**PROBLEM:** Nothing but an exact repetition of the entries should appear in the answer.

━━━━━━━━━━

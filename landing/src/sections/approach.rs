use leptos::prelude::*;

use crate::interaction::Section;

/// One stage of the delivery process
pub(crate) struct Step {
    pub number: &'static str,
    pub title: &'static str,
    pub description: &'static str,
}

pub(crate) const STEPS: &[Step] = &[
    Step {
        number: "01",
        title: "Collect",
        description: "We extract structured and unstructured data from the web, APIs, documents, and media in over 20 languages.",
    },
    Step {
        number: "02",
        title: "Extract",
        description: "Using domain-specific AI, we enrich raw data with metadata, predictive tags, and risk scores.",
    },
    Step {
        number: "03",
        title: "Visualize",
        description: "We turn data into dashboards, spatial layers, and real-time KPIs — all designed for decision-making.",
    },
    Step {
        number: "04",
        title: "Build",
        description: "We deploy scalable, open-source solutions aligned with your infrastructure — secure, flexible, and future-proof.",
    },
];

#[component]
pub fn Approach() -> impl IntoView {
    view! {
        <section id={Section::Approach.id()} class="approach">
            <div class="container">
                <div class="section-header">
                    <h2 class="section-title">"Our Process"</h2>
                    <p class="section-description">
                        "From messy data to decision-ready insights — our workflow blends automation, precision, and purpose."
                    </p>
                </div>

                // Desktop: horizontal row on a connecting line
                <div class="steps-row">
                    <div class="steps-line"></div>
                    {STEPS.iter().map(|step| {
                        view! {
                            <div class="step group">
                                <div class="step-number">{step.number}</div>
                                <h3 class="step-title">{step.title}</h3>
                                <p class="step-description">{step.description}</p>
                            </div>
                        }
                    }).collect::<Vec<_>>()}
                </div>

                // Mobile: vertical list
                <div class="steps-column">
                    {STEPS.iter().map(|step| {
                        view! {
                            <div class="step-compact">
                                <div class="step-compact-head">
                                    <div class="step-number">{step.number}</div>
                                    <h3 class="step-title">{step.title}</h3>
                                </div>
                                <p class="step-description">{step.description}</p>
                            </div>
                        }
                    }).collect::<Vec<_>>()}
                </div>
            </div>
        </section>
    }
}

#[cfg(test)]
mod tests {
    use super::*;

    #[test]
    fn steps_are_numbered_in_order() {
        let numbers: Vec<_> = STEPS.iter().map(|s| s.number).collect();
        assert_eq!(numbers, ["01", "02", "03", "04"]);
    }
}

━━━━━━━━━━

**ANSWER TO THE PROBLEM:**
filename landing/src/sections/approach.rs
use leptos::prelude::*;

use crate::interaction::Section;

/// One stage of the delivery process
pub(crate) struct Step {
    pub number: &'static str,
    pub title: &'static str,
    pub description: &'static str,
}

pub(crate) const STEPS: &[Step] = &[
    Step {
        number: "01",
        title: "Collect",
        description: "We extract structured and unstructured data from the web, APIs, documents, and media in over 20 languages.",
    },
    Step {
        number: "02",
        title: "Extract",
        description: "Using domain-specific AI, we enrich raw data with metadata, predictive tags, and risk scores.",
    },
    Step {
        number: "03",
        title: "Visualize",
        description: "We turn data into dashboards, spatial layers, and real-time KPIs — all designed for decision-making.",
    },
    Step {
        number: "04",
        title: "Build",
        description: "We deploy scalable, open-source solutions aligned with your infrastructure — secure, flexible, and future-proof.",
    },
];

#[component]
pub fn Approach() -> impl IntoView {
    view! {
        <section id={Section::Approach.id()} class="approach">
            <div class="container">
                <div class="section-header">
                    <h2 class="section-title">"Our Process"</h2>
                    <p class="section-description">
                        "From messy data to decision-ready insights — our workflow blends automation, precision, and purpose."
                    </p>
                </div>

                // Desktop: horizontal row on a connecting line
                <div class="steps-row">
                    <div class="steps-line"></div>
                    {STEPS.iter().map(|step| {
                        view! {
                            <div class="step group">
                                <div class="step-number">{step.number}</div>
                                <h3 class="step-title">{step.title}</h3>
                                <p class="step-description">{step.description}</p>
                            </div>
                        }
                    }).collect::<Vec<_>>()}
                </div>

                // Mobile: vertical list
                <div class="steps-column">
                    {STEPS.iter().map(|step| {
                        view! {
                            <div class="step-compact">
                                <div class="step-compact-head">
                                    <div class="step-number">{step.number}</div>
                                    <h3 class="step-title">{step.title}</h3>
                                </div>
                                <p class="step-description">{step.description}</p>
                            </div>
                        }
                    }).collect::<Vec<_>>()}
                </div>
            </div>
        </section>
    }
}

#[cfg(test)]
mod tests {
    use super::*;

    #[test]
    fn steps_are_numbered_in_order() {
        let numbers: Vec<_> = STEPS.iter().map(|s| s.number).collect();
        assert_eq!(numbers, ["01", "02", "03", "04"]);
    }
}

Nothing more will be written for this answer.